The inspectors also reviewed several AR CAP items documenting degraded conditions to verify that the licensee was identifying issues at an appropriate threshold and entering them into their CA program in accordance with station CA procedures. The documents reviewed by the inspectors are listed in the Attachment.
b. Findings
No findings of significance were identified.
1R16 Operator Workarounds (OWAs)
.1 Review of Selected Workarounds
a. Inspection Scope
On January 26, 2004, inspectors conducted an in-office review of an OWA associated with emergency diesel generators D1 and D2, completing one inspection procedure sample. On January 26, 2004, the inspectors observed a monthly surveillance of D1, and noted that for the first 30 minutes of the diesel operation, there was considerable smoke in the room from the leaks in the engine exhaust manifold. Inspectors were told that this occasionally results in fire alarms in the control room. The inspectors reviewed the situation to determine whether the condition should be considered an OWA. A detailed list of the documents reviewed during this inspection is included at the end of this report.
b. Findings
No findings of significance were identified.
1R17 Permanent Plant Modifications
a. Inspection Scope
The inspectors reviewed design change 02EM01, which replaced the control room steam generator level chart recorders with paperless recorders, completing one permanent plant modification inspection procedure sample. The recorders replaced were four wide range and two narrow range steam generator level recorders for each unit. The recorders were qualified as Regulatory Guide 1.97 control room instrumentation. The replacement recorders display steam generator levels on an illuminated color screen and the data is stored in an internal memory. The inspectors performed an in-office review of the design change package and an in-plant review of the control room installation. A detailed list of the documents reviewed is included in the
.
b. Findings
No findings of significance were identified.

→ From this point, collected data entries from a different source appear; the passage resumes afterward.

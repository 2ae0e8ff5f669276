//! Startup summary.
//!
//! A handful of lines describing what this session is about to do: the
//! build, huge page state, the CPU, the worker layout, the pools and the
//! command-and-control endpoint.

use crate::config::Config;
use crate::cpu::CpuInfo;
use crate::memory::MemoryUsage;
use crate::pool::PoolDescriptor;
use crate::tracing::prelude::*;
use crate::worker::{sizing_algorithm, WorkerPlan};

const MIB: f64 = 1024.0 * 1024.0;

/// Everything the summary reports, gathered once the workers are started.
pub struct Summary<'a> {
    pub config: &'a Config,
    pub cpu: &'a CpuInfo,
    pub plans: &'a [WorkerPlan],
    pub pools: &'a [PoolDescriptor],
    pub memory: MemoryUsage,
}

impl Summary<'_> {
    pub fn lines(&self) -> Vec<String> {
        let mut lines = vec![
            format!(
                "VERSIONS:     {}/{}",
                env!("CARGO_PKG_NAME"),
                env!("CARGO_PKG_VERSION")
            ),
            self.huge_pages(),
            format!(
                "CPU:          {} ({}) {}x64 {}AES-NI",
                self.cpu.brand,
                self.cpu.sockets,
                if self.cpu.x86_64 { "" } else { "-" },
                if self.cpu.aes { "" } else { "-" },
            ),
            format!(
                "CPU L2/L3:    {:.1} MB/{:.1} MB",
                self.cpu.l2_bytes as f64 / MIB,
                self.cpu.l3_bytes as f64 / MIB
            ),
            self.threads(),
        ];

        for (i, pool) in self.pools.iter().enumerate() {
            lines.push(format!(
                "POOL #{}:      {}{}",
                i + 1,
                pool.address(),
                if pool.tls { " (tls)" } else { "" }
            ));
        }

        if let Some(cc) = &self.config.cc {
            lines.push(format!(
                "CC:           {} (status every {}s)",
                cc.url, cc.update_interval_secs
            ));
        }
        lines
    }

    fn huge_pages(&self) -> String {
        let available = if self.cpu.huge_pages.available() {
            "available"
        } else {
            "unavailable"
        };
        let enabled = if !self.config.memory.huge_pages {
            "disabled".to_string()
        } else if self.memory.degraded() {
            format!(
                "enabled for {}/{} buffers",
                self.memory.huge_page_buffers, self.memory.buffers
            )
        } else {
            "enabled".to_string()
        };
        format!("HUGE PAGES:   {}, {}", available, enabled)
    }

    fn threads(&self) -> String {
        let threads = &self.config.threads;
        let mut line = format!(
            "THREADS:      {}, {}, aes={}, hf={}, donate={}%",
            self.plans.len(),
            sizing_algorithm(self.config),
            u8::from(self.cpu.aes),
            threads.hash_factor,
            self.config.donate_level
        );

        if let Some(mask) = threads.affinity {
            line.push_str(&format!(", affinity=0x{:X}", mask));
        }

        if let (true, Some(mask)) = (threads.hash_factor > 1, threads.multi_hash_thread_mask) {
            let join = |multi: bool| {
                self.plans
                    .iter()
                    .filter(|p| (p.hash_factor > 1) == multi)
                    .map(|p| p.index.to_string())
                    .collect::<Vec<_>>()
                    .join(", ")
            };
            line.push_str(&format!(
                ", multi_hash_thread_mask=0x{:X} [single threads: {}; multihash threads: {}]",
                mask,
                join(false),
                join(true)
            ));
        }
        line
    }

    /// Write the summary to the log.
    pub fn log(&self) {
        for line in self.lines() {
            info!(" * {}", line);
        }
    }
}

#[cfg(test)]
mod tests {
    use super::*;
    use serial_test::serial;
    use crate::cpu::HugePageInfo;

    fn cpu() -> CpuInfo {
        CpuInfo {
            brand: "Test CPU".into(),
            sockets: 1,
            logical_cores: 4,
            physical_cores: 2,
            l2_bytes: 512 * 1024,
            l3_bytes: 8 * 1024 * 1024,
            aes: true,
            x86_64: true,
            cores: vec![vec![0, 2], vec![1, 3]],
            huge_pages: HugePageInfo {
                total: 128,
                free: 128,
                page_size: Some(2 * 1024 * 1024),
            },
        }
    }

    fn plan(index: usize, hash_factor: usize) -> WorkerPlan {
        WorkerPlan {
            index,
            cpu: Some(index),
            hash_factor,
            scratch_size: 0,
        }
    }

    #[test]
    #[serial]
    fn describes_cpu_threads_and_pools() {
        let config = Config::from_toml_str(
            "donate_level = 2\n\
             [[pools]]\nurl = \"stratum+ssl://a.example.com:443\"\nuser = \"w\"\n\
             [[pools]]\nurl = \"b.example.com:3333\"\nuser = \"w\"\n\
             [threads]\ncount = 3\naffinity = 0xf\nhash_factor = 2\nmulti_hash_thread_mask = 0x2\n\
             [cc]\nurl = \"http://cc.example.com:3344\"\n",
        )
        .unwrap();
        let pools = config.pool_descriptors().unwrap();
        let plans = [plan(0, 1), plan(1, 2), plan(2, 1)];
        let summary = Summary {
            config: &config,
            cpu: &cpu(),
            plans: &plans,
            pools: &pools,
            memory: MemoryUsage {
                buffers: 3,
                huge_page_buffers: 2,
                bytes: 0,
            },
        };

        let lines = summary.lines();
        assert_eq!(lines[1], "HUGE PAGES:   available, enabled for 2/3 buffers");
        assert_eq!(lines[2], "CPU:          Test CPU (1) x64 AES-NI");
        assert_eq!(lines[3], "CPU L2/L3:    0.5 MB/8.0 MB");
        assert_eq!(
            lines[4],
            "THREADS:      3, cryptonight, aes=1, hf=2, donate=2%, affinity=0xF, \
             multi_hash_thread_mask=0x2 [single threads: 0, 2; multihash threads: 1]"
        );
        assert_eq!(lines[5], "POOL #1:      a.example.com:443 (tls)");
        assert_eq!(lines[6], "POOL #2:      b.example.com:3333");
        assert_eq!(lines[7], "CC:           http://cc.example.com:3344 (status every 10s)");
    }
}
//! Glue between the pool connections and the workers.
//!
//! The [`Dispatcher`] runs on the I/O runtime. It consumes connection
//! events, asks the [`Strategy`] which connection is active, publishes that
//! connection's job to the [`WorkBoard`], routes shares found by the workers
//! back to the connection that issued their job, and keeps the share result
//! counters.

use std::sync::Arc;

use futures::future::BoxFuture;
use futures::stream::{FuturesUnordered, StreamExt};
use futures::FutureExt;
use serde::Serialize;
use tokio::sync::{mpsc, watch};
use tokio::time::{sleep_until, Instant};
use tokio_util::sync::CancellationToken;

use crate::pool::{
    ConnectionState, DiscardReason, PoolEvent, PoolEventKind, PoolHandle, PoolId, Share,
    SubmitOutcome,
};
use crate::stats::{ResultsSnapshot, ShareResults};
use crate::strategy::Strategy;
use crate::tracing::prelude::*;
use crate::worker::WorkBoard;

/// What the dispatcher currently knows, for status reporting.
#[derive(Debug, Clone, Default, PartialEq, Serialize)]
pub struct DispatchStatus {
    /// Connection whose job the workers are hashing
    pub active: Option<PoolId>,

    /// Last reported state of every connection, donation pool last
    pub states: Vec<ConnectionState>,

    pub results: ResultsSnapshot,
}

type Outcome = BoxFuture<'static, (PoolId, SubmitOutcome)>;

pub struct Dispatcher {
    pools: Vec<PoolHandle>,
    states: Vec<ConnectionState>,
    strategy: Strategy,
    board: Arc<WorkBoard>,
    results: ShareResults,
    active: Option<PoolId>,
    /// Pool and sequence number of the last job put on the board
    published: Option<(PoolId, u64)>,
    events: mpsc::Receiver<PoolEvent>,
    shares: mpsc::Receiver<Share>,
    status: watch::Sender<DispatchStatus>,
    shutdown: CancellationToken,
}

impl Dispatcher {
    /// `pools` must be indexed by [`PoolId`]: configured pools in priority
    /// order, then the donation pool.
    #[allow(clippy::too_many_arguments)]
    pub fn new(
        pools: Vec<PoolHandle>,
        strategy: Strategy,
        board: Arc<WorkBoard>,
        results: ShareResults,
        events: mpsc::Receiver<PoolEvent>,
        shares: mpsc::Receiver<Share>,
        shutdown: CancellationToken,
    ) -> (Self, watch::Receiver<DispatchStatus>) {
        let states = pools.iter().map(PoolHandle::state).collect();
        let (status, status_rx) = watch::channel(DispatchStatus::default());
        let dispatcher = Self {
            pools,
            states,
            strategy,
            board,
            results,
            active: None,
            published: None,
            events,
            shares,
            status,
            shutdown,
        };
        dispatcher.publish_status();
        (dispatcher, status_rx)
    }

    pub async fn run(mut self) {
        let mut outcomes: FuturesUnordered<Outcome> = FuturesUnordered::new();
        let mut boundary = self.next_boundary();

        loop {
            tokio::select! {
                _ = self.shutdown.cancelled() => break,

                event = self.events.recv() => match event {
                    Some(event) => self.on_event(event),
                    None => {
                        debug!("All connections gone, dispatcher exiting");
                        break;
                    }
                },

                Some(share) = self.shares.recv() => {
                    if let Some(outcome) = self.route(share) {
                        outcomes.push(outcome);
                    }
                }

                Some((pool, outcome)) = outcomes.next(), if !outcomes.is_empty() => {
                    self.on_local_outcome(pool, outcome);
                }

                _ = sleep_until(boundary.unwrap_or_else(Instant::now)), if boundary.is_some() => {
                    self.reselect();
                    boundary = self.next_boundary();
                }
            }
        }

        // Stop feeding the workers.
        self.board.publish(None);
    }

    fn next_boundary(&self) -> Option<Instant> {
        self.strategy
            .donation()
            .filter(|(_, schedule)| schedule.level() > 0)
            .map(|(_, schedule)| schedule.next_boundary(Instant::now()))
    }

    fn on_event(&mut self, event: PoolEvent) {
        let PoolEvent { pool, kind } = event;
        match kind {
            PoolEventKind::StateChanged(state) => {
                if let Some(slot) = self.states.get_mut(pool.0) {
                    *slot = state;
                }
                self.reselect();
            }
            PoolEventKind::NewJob(job) => {
                if self.active != Some(pool) {
                    return;
                }
                // The board may already carry a newer job read straight from
                // the handle during a switch.
                if let Some((published_pool, seq)) = self.published {
                    if published_pool == pool && job.seq <= seq {
                        return;
                    }
                }
                self.published = Some((pool, job.seq));
                self.board.publish(Some(job));
            }
            PoolEventKind::ShareResult {
                difficulty,
                outcome,
                ..
            } => {
                self.results.record(&outcome, difficulty);
                self.publish_status();
            }
        }
    }

    /// Re-run the strategy and republish work if the active pool changed.
    fn reselect(&mut self) {
        let chosen = self.strategy.choose(&self.states, Instant::now());
        if chosen == self.active {
            self.publish_status();
            return;
        }

        let previous = std::mem::replace(&mut self.active, chosen);
        match chosen {
            Some(id) => {
                let pool = &self.pools[id.0];
                info!(
                    pool = %pool.descriptor(),
                    id = %id,
                    previous = ?previous,
                    "Active pool changed"
                );
            }
            None => warn!("No pool ready, workers idle"),
        }

        let job = chosen.and_then(|id| self.pools.get(id.0).and_then(PoolHandle::current_job));
        self.published = job.as_ref().map(|job| (job.pool, job.seq));
        self.board.publish(job);
        self.publish_status();
    }

    fn route(&mut self, share: Share) -> Option<Outcome> {
        let pool = share.job.pool;
        let Some(handle) = self.pools.get(pool.0) else {
            warn!(pool = %pool, "Share for unknown pool dropped");
            return None;
        };

        trace!(pool = %pool, job_id = %share.job.id, nonce = share.nonce, "Routing share");
        let reply = handle.submit_share(share);
        Some(
            reply
                .map(move |outcome| {
                    let outcome =
                        outcome.unwrap_or(SubmitOutcome::Discarded(DiscardReason::Closed));
                    (pool, outcome)
                })
                .boxed(),
        )
    }

    /// Account for shares the connection discarded without ever putting
    /// them on its event stream.
    fn on_local_outcome(&mut self, pool: PoolId, outcome: SubmitOutcome) {
        if let SubmitOutcome::Discarded(reason @ (DiscardReason::NotReady | DiscardReason::Closed)) =
            outcome
        {
            debug!(pool = %pool, reason = %reason, "Share discarded");
            self.results.record(&outcome, 0);
            self.publish_status();
        }
    }

    fn publish_status(&self) {
        self.status.send_replace(DispatchStatus {
            active: self.active,
            states: self.states.clone(),
            results: self.results.snapshot(),
        });
    }
}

1R23 Temporary Plant Modifications
a. Inspection Scope
The inspectors conducted an in-plant observation of the physical changes to the equipment and an in-office review of documentation associated with one temporary modification. This inspection effort completes one temporary modification inspection procedure sample. The documents reviewed by the inspectors are listed in the
.
The inspectors reviewed the temporary modification 98T059 that failed open the three-way cooling water valve to the RHR motor coolers. The inspection activities included, but were not limited to, a review of design documents, safety screening documents, and USAR to determine that the temporary modification was consistent with modification documents, drawings and procedures. The inspectors also reviewed the post-installation test results to confirm that tests were satisfactory and the actual impact of the temporary modification on the permanent system and interfacing systems were adequately verified. The inspectors also reviewed the AR CAP items to verify that the licensee was identifying issues at an appropriate threshold and entering them into their CA program in accordance with station CA.
b. Findings
No findings of significance were identified.
1EP6 Drill Evaluation
a. Inspection Scope
The inspectors observed a licensed shift operating crew perform an as-found exercise on the simulator on March 1, 2004, completing one emergency planning simulator exercise sample. The inspectors observed activities in the control room simulator, attended the post-exercise critique, and reviewed the final exercise critique report. The inspectors evaluated the drill performance and verified that licensee evaluators observations were consistent with those of inspectors and that deficiencies were entered into the CA program.
b. Findings
No findings of significance were identified.
OTHER ACTIVITIES
4OA1 Performance Indicator Verification
Cornerstone: Mitigating Systems
a. Inspection Scope
The inspectors reviewed the licensee Submittals for two performance indicators for Prairie Island Units 1 and 2, completing four performance indicator verification inspection procedure samples. The inspectors reviewed the documents listed in the
.
The inspectors used performance indicator guidance and definitions contained in Nuclear Energy Institute Document 99-02, Revision 2, Regulatory Assessment Performance Indicator Guideline, to verify the accuracy of the performance indicator data. The inspectors review included, but was not limited to, conditions and data from logs, LERs, condition reports, and calculations for each performance indicator specified.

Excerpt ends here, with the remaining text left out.